Outros palestrantes, incluindo Jamie Dimon, CEO do JP Morgan; Adam Neumannfundador da WeWork e Flow; e Pegadao gestor de fundos de hedge e doador republicano; todos já elogiaram, trabalharam ou votaram em Trump, oferecendo mais do que uma sugestão de uma escalação politicamente distorcida.

Suarez, sem surpresa, viu a situação de forma diferente.

“Queríamos que fosse uma espécie de corte transversal de diferentes verticais, certo?” ele disse ao Guardião.

“Entramos em uma sala. Dissemos: ‘Ei, quem são as vozes principais?’ Pessoas de diferentes origens, diferentes etnias, diferentes géneros… desporto, negócios, política, tecnologia, coisas que tocam a vida de todos.”

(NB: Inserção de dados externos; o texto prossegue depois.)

//! Kernel configuration.
//!
//! Collaborators are injected explicitly; nothing here is process-global.
//! `from_env` fails fast with a descriptive error when required variables
//! are missing or too short, before any scheduler starts.

use std::path::PathBuf;
use std::time::Duration;

/// Minimum length for key material, in bytes
pub const MIN_KEY_BYTES: usize = 32;

/// Default worker pool size
pub const DEFAULT_PARALLELISM: usize = 20;

/// Configuration errors surfaced at startup
#[derive(Debug, thiserror::Error)]
pub enum ConfigError {
    #[error("{0} environment variable is not set")]
    Missing(&'static str),

    #[error("{var} must be at least {min} bytes, got {got}")]
    TooShort {
        var: &'static str,
        min: usize,
        got: usize,
    },

    #[error("{var} is invalid: {reason}")]
    Invalid { var: &'static str, reason: String },
}

/// Explicit kernel configuration, passed into engine construction
#[derive(Clone)]
pub struct KernelConfig {
    /// Worker pool size `P`: the bound on concurrent task invocations
    /// across all workflows in this process
    pub parallelism: usize,

    /// Key for row signatures and the audit chain (≥ 32 bytes)
    pub audit_secret: Vec<u8>,

    /// Key material for at-rest field encryption; required if any workflow
    /// uses a non-public classification
    pub db_encryption_key: Option<Vec<u8>>,

    /// PostgreSQL connection string; absent means the in-memory store
    pub database_url: Option<String>,

    /// Path to the governance policy file; absent means allow-all
    pub governance_config_path: Option<PathBuf>,

    /// Wall-clock timeout applied to tasks that do not configure their own
    pub default_task_timeout: Option<Duration>,

    /// Attempts per store operation before the scheduler gives up
    pub store_retry_attempts: u32,

    /// Base backoff between store retries
    pub store_retry_base_delay: Duration,
}

impl KernelConfig {
    /// Build a config with defaults around a validated audit secret
    pub fn new(audit_secret: impl Into<Vec<u8>>) -> Result<Self, ConfigError> {
        let audit_secret = audit_secret.into();
        if audit_secret.len() < MIN_KEY_BYTES {
            return Err(ConfigError::TooShort {
                var: "AUDIT_SECRET_KEY",
                min: MIN_KEY_BYTES,
                got: audit_secret.len(),
            });
        }

        Ok(Self {
            parallelism: DEFAULT_PARALLELISM,
            audit_secret,
            db_encryption_key: None,
            database_url: None,
            governance_config_path: None,
            default_task_timeout: None,
            store_retry_attempts: 3,
            store_retry_base_delay: Duration::from_millis(200),
        })
    }

    /// Load from the environment, failing fast on missing or short keys
    ///
    /// Required: `AUDIT_SECRET_KEY`. Optional: `DB_ENCRYPTION_KEY`,
    /// `DATABASE_URL`, `GOVERNANCE_CONFIG_PATH`, `SWARMLITE_PARALLELISM`.
    pub fn from_env() -> Result<Self, ConfigError> {
        let audit_secret = std::env::var("AUDIT_SECRET_KEY")
            .map_err(|_| ConfigError::Missing("AUDIT_SECRET_KEY"))?;
        let mut config = Self::new(audit_secret.into_bytes())?;

        if let Ok(key) = std::env::var("DB_ENCRYPTION_KEY") {
            config = config.with_db_encryption_key(key.into_bytes())?;
        }

        if let Ok(url) = std::env::var("DATABASE_URL") {
            config.database_url = Some(url);
        }

        if let Ok(path) = std::env::var("GOVERNANCE_CONFIG_PATH") {
            config.governance_config_path = Some(PathBuf::from(path));
        }

        if let Ok(raw) = std::env::var("SWARMLITE_PARALLELISM") {
            let parallelism = raw.parse::<usize>().map_err(|_| ConfigError::Invalid {
                var: "SWARMLITE_PARALLELISM",
                reason: format!("expected a positive integer, got {raw:?}"),
            })?;
            if parallelism == 0 {
                return Err(ConfigError::Invalid {
                    var: "SWARMLITE_PARALLELISM",
                    reason: "must be at least 1".to_string(),
                });
            }
            config.parallelism = parallelism;
        }

        Ok(config)
    }

    /// Set the field encryption key (validated for length)
    pub fn with_db_encryption_key(
        mut self,
        key: impl Into<Vec<u8>>,
    ) -> Result<Self, ConfigError> {
        let key = key.into();
        if key.len() < MIN_KEY_BYTES {
            return Err(ConfigError::TooShort {
                var: "DB_ENCRYPTION_KEY",
                min: MIN_KEY_BYTES,
                got: key.len(),
            });
        }
        self.db_encryption_key = Some(key);
        Ok(self)
    }

    /// Set the worker pool size
    pub fn with_parallelism(mut self, parallelism: usize) -> Self {
        self.parallelism = parallelism.max(1);
        self
    }

    /// Set the default per-task timeout
    pub fn with_default_task_timeout(mut self, timeout: Duration) -> Self {
        self.default_task_timeout = Some(timeout);
        self
    }

    /// Tune scheduler-side store retries
    pub fn with_store_retry(mut self, attempts: u32, base_delay: Duration) -> Self {
        self.store_retry_attempts = attempts.max(1);
        self.store_retry_base_delay = base_delay;
        self
    }
}

impl std::fmt::Debug for KernelConfig {
    fn fmt(&self, f: &mut std::fmt::Formatter<'_>) -> std::fmt::Result {
        f.debug_struct("KernelConfig")
            .field("parallelism", &self.parallelism)
            .field("audit_secret", &"<redacted>")
            .field(
                "db_encryption_key",
                &self.db_encryption_key.as_ref().map(|_| "<redacted>"),
            )
            .field("database_url", &self.database_url)
            .field("governance_config_path", &self.governance_config_path)
            .field("default_task_timeout", &self.default_task_timeout)
            .field("store_retry_attempts", &self.store_retry_attempts)
            .field("store_retry_base_delay", &self.store_retry_base_delay)
            .finish()
    }
}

Ele destacou as discussões sobre os próximos eventos notáveis ​​em Miami, incluindo a Fórmula 1, a cúpula do G20 do próximo ano. no resort de golfe Doral de Trumpe jogos durante a Copa do Mundo de 2026, que ele chamou de “uma oportunidade geracional”.

“Nossa esperança é que os miamienses sejam transformados pela experiência”, disse Suarez. “Queremos que eles saiam pensando: ‘Posso estar nesse palco’”.

Serena Williams falará em 6 de novembro de 2025. Foto: Alexander Tamargo/Getty Images for America Business Forum

No entanto, os defensores do State Voices Florida acreditam que muitos moradores de Miami estão mais focados agora em outras questões, particularmente no aumento vertiginoso dos custos de habitação e alimentação. Governador republicano da Flórida, Ron DeSantis rejeitou uma chamada do grupo de Hannan e outros para declarar uma emergência sobre os benefícios do Snap e aproveitar as reservas do governo para financiar a distribuição emergencial de alimentos.

“Qualquer professor de educação cívica diria que é seu trabalho cuidar do povo da Flórida, e ele está fazendo exatamente o oposto”, disse Hannan, observando que uma conferência de bilionários está acontecendo no mesmo condado onde quase 25% das famílias dependem dos benefícios do Snap para sobreviver.

“Parece haver um distanciamento no topo. Não creio que a resposta seja eleger um democrata ou um republicano, apenas penso que precisamos de ter mais empatia pelas pessoas que estão a lutar neste estado.”

A empatia era escassa em Miami por parte de Trump, um presidente que nunca assumiu responsabilidades durante uma crise.

“Os democratas de esquerda radical estão a fazer com que milhões de americanos que dependem de vale-refeição fiquem sem benefícios”, disse ele, culpando o partido dissidente da oposição pela paralisação do governo.

“Eu só quero um país que seja ótimo novamente. Tudo bem?”